Les chlorovirus, une découverte déterminante pour la carrière de James Van Etten du Nebraska, sont connus pour infecter les algues vertes microscopiques. Finalement, les chlorovirus envahisseurs ont fait éclater leurs hôtes unicellulaires comme des ballons, déversant du carbone et d’autres éléments vitaux dans l’eau libre. Ce carbone, qui aurait pu aller aux prédateurs des minuscules créatures, est plutôt aspiré par d’autres micro-organismes – un sinistre programme de recyclage en miniature et, apparemment, à perpétuité.
« Cela ne fait que réduire le carbone dans cette sorte de couche de soupe microbienne, empêchant les brouteurs de prendre de l’énergie dans la chaîne alimentaire », a déclaré DeLong, professeur agrégé de sciences biologiques au Nebraska.
Mais si les ciliés mangent ces mêmes virus pour le dîner, alors le virovory pourrait contrebalancer le recyclage du carbone que les virus sont connus pour perpétuer. Il est possible, a déclaré DeLong, que le virovory aide et encourage la fuite du carbone de la lie de la chaîne alimentaire, lui accordant une mobilité ascendante que les virus suppriment autrement.
« Si vous multipliez une estimation brute du nombre de virus, du nombre de ciliés et de la quantité d’eau, cela donne cette quantité massive de mouvement d’énergie (en amont de la chaîne alimentaire) », a déclaré DeLong, qui a estimé que les ciliés dans un petit étang pourraient manger 10 000 milliards de virus par jour. « Si cela se produit à l’échelle que nous pensons que cela pourrait être, cela devrait complètement changer notre vision du cycle mondial du carbone. »
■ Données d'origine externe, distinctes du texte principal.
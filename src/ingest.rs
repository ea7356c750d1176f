//! Ingestion Orchestrator: photos of a recipe in, persisted [`Recipe`] out.

use futures::future::join_all;
use serde::Serialize;
use std::sync::Arc;
use thiserror::Error;
use tracing::{error, info, warn};

use crate::{
    extraction::RecipeExtractor,
    gemini::GeminiError,
    illustration::Illustrator,
    models::{ImageUpload, Recipe},
    normalize::{normalize, Rejection},
    repository::{RecipeRepository, RepositoryError},
    storage::{ImageStorage, StorageError},
};

/// Whether the caller can fix the problem (4xx) or the server failed (5xx).
#[derive(Debug, Clone, Copy, PartialEq, Eq, Serialize)]
#[serde(rename_all = "snake_case")]
pub enum ErrorKind {
    Validation,
    ServerError,
}

#[derive(Debug, Error)]
pub enum IngestError {
    #[error("No images uploaded")]
    NoImages,
    #[error(transparent)]
    Rejected(#[from] Rejection),
    #[error("Recipe extraction failed: {0}")]
    Extraction(#[from] GeminiError),
    #[error("Image upload failed: {0}")]
    Upload(#[from] StorageError),
    #[error("Failed to save recipe: {0}")]
    Repository(#[from] RepositoryError),
}

impl IngestError {
    pub fn kind(&self) -> ErrorKind {
        match self {
            IngestError::NoImages | IngestError::Rejected(_) => ErrorKind::Validation,
            IngestError::Extraction(_) | IngestError::Upload(_) | IngestError::Repository(_) => {
                ErrorKind::ServerError
            }
        }
    }
}

pub struct RecipeIngestor {
    extractor: Arc<dyn RecipeExtractor>,
    storage: Arc<dyn ImageStorage>,
    repository: Arc<dyn RecipeRepository>,
    illustrator: Option<Arc<dyn Illustrator>>,
}

impl RecipeIngestor {
    pub fn new(
        extractor: Arc<dyn RecipeExtractor>,
        storage: Arc<dyn ImageStorage>,
        repository: Arc<dyn RecipeRepository>,
    ) -> Self {
        Self { extractor, storage, repository, illustrator: None }
    }

    /// Also generate an illustration for every accepted recipe.
    pub fn with_illustrator(mut self, illustrator: Arc<dyn Illustrator>) -> Self {
        self.illustrator = Some(illustrator);
        self
    }

    /// Extract, validate, upload the source photos, then persist.
    ///
    /// Photos reach storage only after the model output is accepted. If any
    /// upload or the final insert fails, nothing is persisted and the stored
    /// objects are removed again.
    pub async fn create_from_images(&self, images: Vec<ImageUpload>) -> Result<Recipe, IngestError> {
        if images.is_empty() {
            return Err(IngestError::NoImages);
        }

        info!(images = images.len(), "Starting recipe ingestion");

        let raw = self.extractor.extract(&images).await.map_err(|e| {
            error!("Extraction call failed: {}", e);
            e
        })?;

        let mut recipe = normalize(&raw).map_err(|rejection| {
            warn!(reason = %rejection.reason(), "Model output rejected");
            rejection
        })?;

        let uploads = join_all(
            images
                .iter()
                .map(|img| self.storage.put(img.bytes.clone(), &img.mime_type)),
        );
        let (results, generated) = tokio::join!(uploads, self.illustrate(&recipe));

        let mut paths = Vec::with_capacity(results.len());
        let mut first_error = None;
        for result in results {
            match result {
                Ok(path) => paths.push(path),
                Err(e) => {
                    error!("Image upload failed: {}", e);
                    first_error.get_or_insert(e);
                }
            }
        }
        if let Some(e) = first_error {
            self.discard(paths.into_iter().chain(generated)).await;
            return Err(e.into());
        }

        recipe.user_image_paths = paths.clone();
        recipe.generated_image_path = generated.clone();

        let stored = match self.repository.create(recipe).await {
            Ok(stored) => stored,
            Err(e) => {
                error!("Failed to persist recipe: {}", e);
                self.discard(paths.into_iter().chain(generated)).await;
                return Err(e.into());
            }
        };
        info!(id = ?stored.id, recipe = %stored.name, "Recipe created from images");
        Ok(stored)
    }

    async fn illustrate(&self, recipe: &Recipe) -> Option<String> {
        let illustrator = self.illustrator.as_ref()?;
        let image = illustrator.illustrate(recipe).await?;
        match self.storage.put(image.bytes, &image.mime_type).await {
            Ok(path) => Some(path),
            Err(e) => {
                warn!("Failed to store illustration, continuing without it: {}", e);
                None
            }
        }
    }

    async fn discard(&self, paths: impl Iterator<Item = String>) {
        for path in paths {
            if let Err(e) = self.storage.delete(&path).await {
                warn!(%path, "Failed to remove orphaned upload: {}", e);
            }
        }
    }
}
« Personne ne l’a remarqué »
DeLong connaissait déjà les façons dont les chlorovirus peuvent s’emmêler dans un réseau trophique. En 2016, l’écologiste s’est associé à Van Etten et au virologue David Dunigan pour montrer que les chlorovirus n’ont accès aux algues, qui sont normalement enfermées dans un genre de ciliés appelé Paramecia, que lorsque de minuscules crustacés mangent la Paramecia et excrètent les algues nouvellement exposées.
Cette découverte a placé DeLong dans « un espace de tête différent » lorsqu’il s’agissait de réfléchir et d’étudier les virus. Étant donné l’abondance de virus et de micro-organismes dans l’eau, il a pensé qu’il était inévitable que, même en mettant de côté l’infection, les premiers se retrouvent parfois à l’intérieur de la seconde.
« Il semblait évident que tout devait avoir des virus dans la bouche tout le temps », a-t-il déclaré. « Il semblait que cela devait arriver, car il y en a tellement dans l’eau. »
DeLong a donc plongé dans la littérature de recherche, avec l’intention de faire surface avec toutes les études sur les organismes aquatiques mangeant des virus et, idéalement, sur ce qui s’est passé quand ils l’ont fait. Il est ressorti avec peu de chose. Une étude, datant des années 1980, avait rapporté que les protistes unicellulaires étaient capables de consommer des virus, mais n’allait pas plus loin. Une poignée d’articles de Suisse ont montré plus tard que les protistes semblaient éliminer les virus des eaux usées.
« Et c’était tout », a déclaré DeLong.
Il n’y avait rien sur les conséquences potentielles pour les micro-organismes eux-mêmes, sans parler des réseaux trophiques ou des écosystèmes auxquels ils appartenaient. Cela a surpris DeLong, qui savait que les virus étaient construits non seulement sur le carbone, mais aussi sur d’autres pierres angulaires élémentaires de la vie. Ils étaient, du moins hypothétiquement, tout sauf de la malbouffe.
« Ils sont constitués de très bonnes choses : des acides nucléiques, beaucoup d’azote et de phosphore », a-t-il déclaré. « Tout devrait vouloir les manger.
« Tant de choses mangent tout ce qu’elles peuvent trouver. Quelque chose aurait sûrement appris à manger ces très bonnes matières premières. »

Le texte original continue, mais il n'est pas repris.